Eichenwald ist ein Symbol für Nachhaltigkeit


Auf drei Hektar Fläche legten die Rantrumer Bürger mit Hilfe des BUND und der Bingolotterie eine Allee mit jungen Eichen an. Auch eine Freilichtbühne und eine Baumkirche sind geplant.

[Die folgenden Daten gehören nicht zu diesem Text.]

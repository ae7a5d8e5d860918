//! Source and Sink collaborator traits
//!
//! The pipeline knows nothing about where containers come from or where
//! they end up. Implementations live with the surrounding tooling; the
//! library only needs these seams.

use crate::naming::{Charset, NameResolver, Role};
use crate::raw::{DecoderSession, Raw};
use crate::value::Value;
use crate::Result;

/// A fetched container, possibly with the decoder session that produced it
#[derive(Debug, Clone, PartialEq)]
pub struct RawContainer {
    pub value: Raw,
    pub session: Option<DecoderSession>,
}

impl RawContainer {
    pub fn new(value: Raw) -> Self {
        Self {
            value,
            session: None,
        }
    }

    pub fn with_session(mut self, session: DecoderSession) -> Self {
        self.session = Some(session);
        self
    }
}

impl From<Raw> for RawContainer {
    fn from(value: Raw) -> Self {
        Self::new(value)
    }
}

/// Provides raw containers by name
pub trait Source {
    /// Name used in logs and reports
    fn name(&self) -> &str;

    /// Every container this source can provide
    ///
    /// Must be restartable: calling it again yields the same names.
    fn list_container_names(&mut self) -> Result<Vec<String>>;

    /// Fetch one container
    ///
    /// Fails with [`crate::Error::ContainerNotFound`] when the name is unknown
    /// at fetch time, even if it was listed earlier.
    fn fetch(&mut self, name: &str, language: Option<&str>, verbose: bool) -> Result<RawContainer>;

    /// Explicit translatable field names for a container, when known
    ///
    /// `None` lets the localization engine detect fields by convention.
    fn translation_fields(&self, _name: &str) -> Option<Vec<String>> {
        None
    }
}

/// Persists canonical values
pub trait Sink {
    fn name(&self) -> &str;

    /// Resolver for this sink's namespace
    ///
    /// The default suits identifier-like namespaces; filesystem sinks
    /// should narrow it to paths and case-insensitive matching.
    fn resolver(&self) -> NameResolver {
        NameResolver::new(Role::Sink).with_charset(Charset::Flow)
    }

    fn write(&mut self, source_name: &str, container_name: &str, data: &Value) -> Result<()>;
}

impl<S: Source + ?Sized> Source for Box<S> {
    fn name(&self) -> &str {
        (**self).name()
    }

    fn list_container_names(&mut self) -> Result<Vec<String>> {
        (**self).list_container_names()
    }

    fn fetch(&mut self, name: &str, language: Option<&str>, verbose: bool) -> Result<RawContainer> {
        (**self).fetch(name, language, verbose)
    }

    fn translation_fields(&self, name: &str) -> Option<Vec<String>> {
        (**self).translation_fields(name)
    }
}

impl<S: Sink + ?Sized> Sink for Box<S> {
    fn name(&self) -> &str {
        (**self).name()
    }

    fn resolver(&self) -> NameResolver {
        (**self).resolver()
    }

    fn write(&mut self, source_name: &str, container_name: &str, data: &Value) -> Result<()> {
        (**self).write(source_name, container_name, data)
    }
}

#[cfg(test)]
pub(crate) mod mock {
    //! In-memory collaborators for tests

    use super::*;
    use crate::flow::CancelToken;
    use crate::Error;
    use std::cell::RefCell;
    use std::collections::BTreeMap;
    use std::rc::Rc;

    /// Call log shared between mocks, in call order
    pub type Calls = Rc<RefCell<Vec<String>>>;

    pub enum Entry {
        Ok(RawContainer),
        Fail(fn() -> Error),
        /// Raise the token while fetching, then succeed
        Cancel(CancelToken),
    }

    pub struct MockSource {
        pub name: String,
        pub entries: BTreeMap<String, Entry>,
        pub calls: Calls,
    }

    impl MockSource {
        pub fn new(name: &str, calls: &Calls) -> Self {
            Self {
                name: name.to_string(),
                entries: BTreeMap::new(),
                calls: calls.clone(),
            }
        }

        pub fn with(mut self, name: &str, raw: Raw) -> Self {
            self.entries
                .insert(name.to_string(), Entry::Ok(RawContainer::new(raw)));
            self
        }

        pub fn failing(mut self, name: &str, err: fn() -> Error) -> Self {
            self.entries.insert(name.to_string(), Entry::Fail(err));
            self
        }

        pub fn cancelling(mut self, name: &str, token: &CancelToken) -> Self {
            self.entries
                .insert(name.to_string(), Entry::Cancel(token.clone()));
            self
        }
    }

    impl Source for MockSource {
        fn name(&self) -> &str {
            &self.name
        }

        fn list_container_names(&mut self) -> Result<Vec<String>> {
            Ok(self.entries.keys().cloned().collect())
        }

        fn fetch(&mut self, name: &str, _language: Option<&str>, _verbose: bool) -> Result<RawContainer> {
            self.calls
                .borrow_mut()
                .push(format!("fetch {}:{}", self.name, name));
            match self.entries.get(name) {
                Some(Entry::Ok(raw)) => Ok(raw.clone()),
                Some(Entry::Fail(err)) => Err(err()),
                Some(Entry::Cancel(token)) => {
                    token.cancel();
                    Ok(RawContainer::new(Raw::None))
                }
                None => Err(Error::not_found(&self.name, name)),
            }
        }
    }

    pub type Written = Rc<RefCell<BTreeMap<String, Value>>>;

    pub struct MockSink {
        pub name: String,
        pub written: Written,
        pub fail_on: Option<String>,
        pub calls: Calls,
    }

    impl MockSink {
        pub fn new(name: &str, calls: &Calls) -> Self {
            Self {
                name: name.to_string(),
                written: Written::default(),
                fail_on: None,
                calls: calls.clone(),
            }
        }
    }

    impl Sink for MockSink {
        fn name(&self) -> &str {
            &self.name
        }

        fn write(&mut self, source_name: &str, container_name: &str, data: &Value) -> Result<()> {
            self.calls
                .borrow_mut()
                .push(format!("write {}:{}", self.name, container_name));
            if self.fail_on.as_deref() == Some(container_name) {
                return Err(Error::SinkWrite {
                    sink: self.name.clone(),
                    message: format!("refused {} from {}", container_name, source_name),
                });
            }
            self.written
                .borrow_mut()
                .insert(container_name.to_string(), data.clone());
            Ok(())
        }
    }
}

Strahlend blauer Himmel, durchgehender Sonnenschein und satte 30 Grad Wärme ließen das Ereignis zu einem echten Erlebnis werden. Im Beisein hochrangiger Gäste aus Politik und Wirtschaft und vieler Einwohner starteten Bürgermeister Horst Feddersen und Reinhard von Gehren vom BUND-Landesverband gestern um 14 Uhr zu einer Begehung der neuen Eichenallee. Gemeinsam mit der Gemeinde hat hier die BUND-Gruppe Nordfriesland einen Zukunftswald gepflanzt, der aus vielen fünf Meter hohen Eichen besteht. „Dieses Projekt wird bereits seit Mitte der 90er Jahre an verschiedenen Orten Schleswig-Holsteins realisiert und ermöglicht auch im waldärmsten Bundesland Baumpflanzungen außerhalb von gesetzlichen Vorgaben“, betonte Reinhard von Gehren. Der Zukunftswald der aufstrebenden Gemeinde besteht zunächst aus einer gut 180 Meter langen Eichenallee, die sich harmonisch in das bestehende Wiesengelände einfügt. Zwischen den Stieleichen entstand beidseitig eine Benjeshecke. „Wir haben bewusst Eichen gepflanzt, weil es diesen für Schleswig-Holstein typischen Baum heute in Nordfriesland leider nur noch als Überhälter in durchgewachsenen Knicks oder als Gehöfteinrahmung gibt“, hob Reinhard von Gehren hervor. „Diese schönen Bäume sind zugleich eine Investition für die Zukunft und ein Symbol für die Nachhaltigkeit. Sie werden viele Generationen überdauern und sind für die heutige Generation ein deutlicher Auftrag zum Erhalt der Natur über unseren begrenzten Blickwinkel hinaus.“ Die Bürger reagierten mit spontanem Beifall. Heiterkeit kam auf, als von Gehren darauf hinwies: „Sie hören und sehen es gerade: Sogar die vielen Spatzen fühlen sich hier wohl.“ Bürgermeister Horst Feddersen machte deutlich, „dass sich die drei Hektar große Fläche gut zwischen dem bestehenden und dem nächsten anvisierten Neubaugebiet einfügt“ Künftig werden in diesem „Naherholungsbereich für Groß und Klein“ eine Freilichtbühne sowie eine „Baumkirche“ entstehen. An den Kosten von 20 000 Euro beteiligten sich „Bingo!-Die Umweltlotterie“ mit 15 000, die Gemeinde mit 3 000 und die Baumpaten mit 1 000 Euro. Weitere 1 000 Euro kamen durch ehrenamtlichen Einsatz zusammen. Als Baumpaten verewigten sich vor Ort Ursula und Erwin Lehmann aus Garbsen im Landkreis Hannover. Die Naturliebhaberin entschied sich bei Eintritt in den Ruhestand anstelle eines Abschiedsgeschenkes für die Übernahme einer Baumpatenschaft in einem Zukunftswald - und enthüllte vor Ort ein entsprechendes großes Hinweisschild.

An der feierlichen Einweihung, an die sich ein gemeinsamen Kaffeetrinken in der Mehrzweckhalle anschloss, nahmen der neue Pastor Nils Kiesbye, der stellvertretende Kreispräsident Siegfried Struwe, Amtsvorsteher Jens Christian, Rantrumer Gemeindevertreter, Carl-Heinz Christiansen von der BUND-Gruppe NF sowie Geert Leimich vom BUND-Landesvorstand teil. Bürgermeister Feddersen wünschte sich, „dass dieser Ort immer mit Leben erfüllt und als Stätte der Begegnung genutzt werden möge“. „Eine dringende Abschlussbitte“ richtete Reinhard von Gehren an den Gemeindechef: „Vergesst nicht, die Eichen reichlich mit Wasser zu versorgen. Genau wie wir leiden auch sie unter ständigem Durst.“ Das versprach der Bürgermeister.